PROBLEM DETAILS
Search term "usize": please copy every line of the records below that contains it.

DATA PROVIDED
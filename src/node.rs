use std::fmt;
use serde::ser::{Serialize, SerializeMap, SerializeSeq, Serializer};
use serde_json::{Number, Value};
use crate::tree::{Node, NodeId, Tree};

/// Borrowed view of one value inside a validated tree.
///
/// Only handed out by `Search`, whose tree is known to be acyclic, so every recursive
/// operation here terminates.
#[derive(Clone, Copy)]
pub struct NodeRef<'t> {
    tree: &'t Tree,
    id: NodeId,
}

impl<'t> NodeRef<'t> {
    pub(crate) fn new(tree: &'t Tree, id: NodeId) -> Self {
        Self { tree, id }
    }

    pub(crate) fn node(&self) -> &'t Node {
        self.tree.node(self.id)
    }

    pub fn id(&self) -> NodeId {
        self.id
    }

    /// "object" | "array" | "string" | "number" | "boolean" | "null" | "undefined"
    pub fn type_name(&self) -> &'static str {
        match self.node() {
            Node::Object(_) => "object",
            Node::Array(_) => "array",
            Node::String(_) => "string",
            Node::Number(_) => "number",
            Node::Bool(_) => "boolean",
            Node::Null => "null",
            Node::Undefined => "undefined",
        }
    }

    pub fn is_container(&self) -> bool {
        self.node().is_container()
    }

    pub fn is_undefined(&self) -> bool {
        matches!(self.node(), Node::Undefined)
    }

    pub fn is_null(&self) -> bool {
        matches!(self.node(), Node::Null)
    }

    pub fn as_str(&self) -> Option<&'t str> {
        match self.node() {
            Node::String(s) => Some(s.as_str()),
            _ => None,
        }
    }

    pub fn as_bool(&self) -> Option<bool> {
        match self.node() {
            Node::Bool(b) => Some(*b),
            _ => None,
        }
    }

    pub fn as_number(&self) -> Option<&'t Number> {
        match self.node() {
            Node::Number(n) => Some(n),
            _ => None,
        }
    }

    pub fn as_f64(&self) -> Option<f64> {
        self.as_number().and_then(Number::as_f64)
    }

    pub fn as_i64(&self) -> Option<i64> {
        self.as_number().and_then(Number::as_i64)
    }

    /// Entry count of a container, 0 for primitives.
    pub fn len(&self) -> usize {
        match self.node() {
            Node::Array(items) => items.len(),
            Node::Object(entries) => entries.len(),
            _ => 0,
        }
    }

    pub fn is_empty(&self) -> bool {
        self.len() == 0
    }

    /// Own-key lookup on an object.
    pub fn get(&self, key: &str) -> Option<NodeRef<'t>> {
        self.node().get(key).map(|id| NodeRef::new(self.tree, id))
    }

    pub fn index(&self, index: usize) -> Option<NodeRef<'t>> {
        match self.node() {
            Node::Array(items) => items.get(index).map(|id| NodeRef::new(self.tree, *id)),
            _ => None,
        }
    }

    /// Container entries in traversal order, array indices stringified.
    pub fn entries(&self) -> Vec<(String, NodeRef<'t>)> {
        match self.node() {
            Node::Array(items) => items
                .iter()
                .enumerate()
                .map(|(i, id)| (i.to_string(), NodeRef::new(self.tree, *id)))
                .collect(),
            Node::Object(entries) => entries
                .iter()
                .map(|(k, id)| (k.clone(), NodeRef::new(self.tree, *id)))
                .collect(),
            _ => Vec::new(),
        }
    }

    /// Deep copy into a `serde_json::Value`; undefined becomes `null`.
    pub fn to_json(&self) -> Value {
        match self.node() {
            Node::Undefined | Node::Null => Value::Null,
            Node::Bool(b) => Value::Bool(*b),
            Node::Number(n) => Value::Number(n.clone()),
            Node::String(s) => Value::String(s.clone()),
            Node::Array(items) => Value::Array(
                items.iter().map(|id| NodeRef::new(self.tree, *id).to_json()).collect(),
            ),
            Node::Object(entries) => Value::Object(
                entries
                    .iter()
                    .map(|(k, id)| (k.clone(), NodeRef::new(self.tree, *id).to_json()))
                    .collect(),
            ),
        }
    }

    /// Short one-line rendering for listings.
    pub fn preview(&self, max: usize) -> String {
        match self.node() {
            Node::Object(m) if m.is_empty() => format!("{{}} {} keys", m.len()),
            Node::Object(m) => format!("{{…}} {} keys", m.len()),
            Node::Array(a) if a.is_empty() => format!("[] {} items", a.len()),
            Node::Array(a) => format!("[…] {} items", a.len()),
            Node::String(s) => truncate(s, max),
            Node::Number(n) => n.to_string(),
            Node::Bool(b) => b.to_string(),
            Node::Null => "null".into(),
            Node::Undefined => "undefined".into(),
        }
    }
}

pub fn truncate(s: &str, max: usize) -> String {
    if s.chars().count() <= max {
        s.to_string()
    } else {
        let cut: String = s.chars().take(max).collect();
        format!("{cut}…")
    }
}

// Structural equality; also holds across different trees.
impl PartialEq for NodeRef<'_> {
    fn eq(&self, other: &Self) -> bool {
        if std::ptr::eq(self.tree, other.tree) && self.id == other.id {
            return true;
        }
        match (self.node(), other.node()) {
            (Node::Undefined, Node::Undefined) | (Node::Null, Node::Null) => true,
            (Node::Bool(a), Node::Bool(b)) => a == b,
            (Node::Number(a), Node::Number(b)) => a == b,
            (Node::String(a), Node::String(b)) => a == b,
            (Node::Array(a), Node::Array(b)) => {
                a.len() == b.len()
                    && a.iter().zip(b).all(|(x, y)| {
                        NodeRef::new(self.tree, *x) == NodeRef::new(other.tree, *y)
                    })
            }
            (Node::Object(a), Node::Object(b)) => {
                a.len() == b.len()
                    && a.iter().all(|(k, x)| {
                        other.node().get(k).is_some_and(|y| {
                            NodeRef::new(self.tree, *x) == NodeRef::new(other.tree, y)
                        })
                    })
            }
            _ => false,
        }
    }
}

impl PartialEq<Value> for NodeRef<'_> {
    fn eq(&self, other: &Value) -> bool {
        match (self.node(), other) {
            (Node::Null, Value::Null) => true,
            (Node::Bool(a), Value::Bool(b)) => a == b,
            (Node::Number(a), Value::Number(b)) => a == b,
            (Node::String(a), Value::String(b)) => a == b,
            (Node::Array(a), Value::Array(b)) => {
                a.len() == b.len()
                    && a.iter().zip(b).all(|(x, y)| NodeRef::new(self.tree, *x) == *y)
            }
            (Node::Object(a), Value::Object(b)) => {
                a.len() == b.len()
                    && a.iter().all(|(k, x)| {
                        b.get(k).is_some_and(|y| NodeRef::new(self.tree, *x) == *y)
                    })
            }
            _ => false,
        }
    }
}

impl fmt::Debug for NodeRef<'_> {
    fn fmt(&self, f: &mut fmt::Formatter<'_>) -> fmt::Result {
        if self.is_undefined() {
            return f.write_str("undefined");
        }
        write!(f, "{}", self.to_json())
    }
}

impl fmt::Display for NodeRef<'_> {
    fn fmt(&self, f: &mut fmt::Formatter<'_>) -> fmt::Result {
        write!(f, "{}", self.to_json())
    }
}

impl Serialize for NodeRef<'_> {
    fn serialize<S: Serializer>(&self, serializer: S) -> Result<S::Ok, S::Error> {
        match self.node() {
            Node::Undefined | Node::Null => serializer.serialize_unit(),
            Node::Bool(b) => serializer.serialize_bool(*b),
            Node::Number(n) => n.serialize(serializer),
            Node::String(s) => serializer.serialize_str(s),
            Node::Array(items) => {
                let mut seq = serializer.serialize_seq(Some(items.len()))?;
                for id in items {
                    seq.serialize_element(&NodeRef::new(self.tree, *id))?;
                }
                seq.end()
            }
            Node::Object(entries) => {
                let mut map = serializer.serialize_map(Some(entries.len()))?;
                for (k, id) in entries {
                    map.serialize_entry(k, &NodeRef::new(self.tree, *id))?;
                }
                map.end()
            }
        }
    }
}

SOLUTION FOR THIS TASK
    pub fn len(&self) -> usize {
    pub fn index(&self, index: usize) -> Option<NodeRef<'t>> {
    pub fn preview(&self, max: usize) -> String {
pub fn truncate(s: &str, max: usize) -> String {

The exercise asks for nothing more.